Esta unión íntima entre el Bautismo y el misterio pascual explica por qué la Iglesia celebra la renovación de las promesas bautismales precisamente en la vigilia pascual, como forma de recordar a los bautizados que conserven la gracia de la vida nueva, recibida en el primer sacramento, observando los mandamientos y conformándose constantemente a Cristo. De aquí la invitación a meditar sobre el Bautismo de Jesús, que Juan Pablo II ha indicado como el primero de los cinco misterios luminosos, introducidos con la carta apostólica Rosarium Virginis Mariae para completar los tradicionales misterios gozosos, dolorosos y gloriosos del Rosario con los momentos pilares de la actividad pública del Señor antes de la Pasión: el Bautismo en el Jordán, la revelación en las bodas de Caná, el anuncio del Reino de Dios con la invitación a la conversión, la Transfiguración, la institución de la Eucaristía.
Es, por tanto, el mismo testimonio de Cristo el que hace comprender la necesidad del Bautismo, que después de la Resurrección manda a los apóstoles a administrar a todos los pueblos: «Id, pues, y haced discípulos a todos los pueblos, bautizándolos en el nombre del Padre y del Hijo y del Espíritu Santo, enseñándoles a guardar todo lo que os he mandado».

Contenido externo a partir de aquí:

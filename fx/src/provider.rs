//! Rate source trait and the test double.

use async_trait::async_trait;
use payconsole_common::{Currency, RateTable};

use crate::error::FxResult;

/// Something that can produce a full rate table for a base currency.
#[async_trait]
pub trait RateSource: Send + Sync {
    /// Get the source name.
    fn name(&self) -> &str;

    /// Fetch every rate relative to `base`.
    async fn fetch_latest(&self, base: &Currency) -> FxResult<RateTable>;
}

/// Mock rate source for testing.
#[cfg(any(test, feature = "test-utils"))]
pub use mock::MockRateSource;

#[cfg(any(test, feature = "test-utils"))]
mod mock {
    use std::collections::HashMap;
    use std::sync::atomic::{AtomicBool, AtomicUsize, Ordering};
    use std::time::Duration;

    use async_trait::async_trait;
    use parking_lot::Mutex;
    use payconsole_common::{Currency, RateTable};

    use super::RateSource;
    use crate::error::{FxError, FxResult};

    /// In-process rate source that counts how often it was asked.
    pub struct MockRateSource {
        name: String,
        tables: Mutex<HashMap<Currency, RateTable>>,
        delays: Mutex<HashMap<Currency, Duration>>,
        failing: AtomicBool,
        calls: AtomicUsize,
    }

    impl MockRateSource {
        /// Create a new mock source.
        pub fn new(name: impl Into<String>) -> Self {
            Self {
                name: name.into(),
                tables: Mutex::new(HashMap::new()),
                delays: Mutex::new(HashMap::new()),
                failing: AtomicBool::new(false),
                calls: AtomicUsize::new(0),
            }
        }

        /// Set the table returned for `base`.
        pub fn set_rates(&self, base: Currency, table: RateTable) {
            self.tables.lock().insert(base, table);
        }

        /// Delay responses for `base`.
        pub fn set_delay(&self, base: Currency, delay: Duration) {
            self.delays.lock().insert(base, delay);
        }

        /// Make every request fail until switched back.
        pub fn set_failing(&self, failing: bool) {
            self.failing.store(failing, Ordering::SeqCst);
        }

        /// Number of fetches issued so far.
        pub fn calls(&self) -> usize {
            self.calls.load(Ordering::SeqCst)
        }
    }

    #[async_trait]
    impl RateSource for MockRateSource {
        fn name(&self) -> &str {
            &self.name
        }

        async fn fetch_latest(&self, base: &Currency) -> FxResult<RateTable> {
            self.calls.fetch_add(1, Ordering::SeqCst);

            let delay = self.delays.lock().get(base).copied();
            if let Some(delay) = delay {
                tokio::time::sleep(delay).await;
            }

            if self.failing.load(Ordering::SeqCst) {
                return Err(FxError::Transport("mock source offline".to_string()));
            }

            self.tables
                .lock()
                .get(base)
                .cloned()
                .ok_or_else(|| FxError::Unsuccessful {
                    base: base.clone(),
                    result: "error".to_string(),
                })
        }
    }
}
//! Identifier types for console entities.

use serde::{Deserialize, Serialize};
use std::fmt;

/// Identifier of a country record as issued by the admin backend.
#[derive(Debug, Clone, PartialEq, Eq, Hash, Serialize, Deserialize)]
#[serde(transparent)]
pub struct CountryId(String);

impl CountryId {
    /// Create a new country ID.
    pub fn new(id: impl Into<String>) -> Self {
        Self(id.into())
    }

    /// Get the ID as a string slice.
    pub fn as_str(&self) -> &str {
        &self.0
    }
}

impl fmt::Display for CountryId {
    fn fmt(&self, f: &mut fmt::Formatter<'_>) -> fmt::Result {
        write!(f, "{}", self.0)
    }
}

impl From<&str> for CountryId {
    fn from(s: &str) -> Self {
        Self::new(s)
    }
}

/// Identifier of a merchant.
#[derive(Debug, Clone, PartialEq, Eq, Hash, Serialize, Deserialize)]
#[serde(transparent)]
pub struct MerchantId(String);

impl MerchantId {
    /// Create a new merchant ID.
    pub fn new(id: impl Into<String>) -> Self {
        Self(id.into())
    }

    /// Get the ID as a string slice.
    pub fn as_str(&self) -> &str {
        &self.0
    }

    /// Basic shape check: non-empty, no whitespace, at most 64 chars.
    pub fn is_valid(&self) -> bool {
        !self.0.is_empty() && self.0.len() <= 64 && !self.0.chars().any(char::is_whitespace)
    }
}

impl fmt::Display for MerchantId {
    fn fmt(&self, f: &mut fmt::Formatter<'_>) -> fmt::Result {
        write!(f, "{}", self.0)
    }
}

impl From<&str> for MerchantId {
    fn from(s: &str) -> Self {
        Self::new(s)
    }
}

Recordemos, por último, que gracias a la efusión del Espíritu Santo en el Bautismo se remiten el pecado original, todos los pecados personales y todas las penas del pecado, por lo que los bautizados se convierten en miembros de Cristo, incorporados a su Iglesia y adoptados como hijos de Dios (Gál 4, 5-7). Permanecen, sin embargo, en el bautizado algunas consecuencias temporales del pecado, como los sufrimientos y la muerte física, junto a una inclinación al pecado que la Tradición ha llamado «concupiscencia», pero que no priva a la criatura de la libertad de elegir el bien, como recuerda el Catecismo (sobre la base del Concilio de Trento): «La concupiscencia, dejada para el combate, no puede dañar a los que no la consienten y la resisten» y que, como ya escribía san Pablo, se revisten de Cristo.
Para saber más:
Catecismo de la Iglesia católica, El sacramento del Bautismo (puntos 1213-1284)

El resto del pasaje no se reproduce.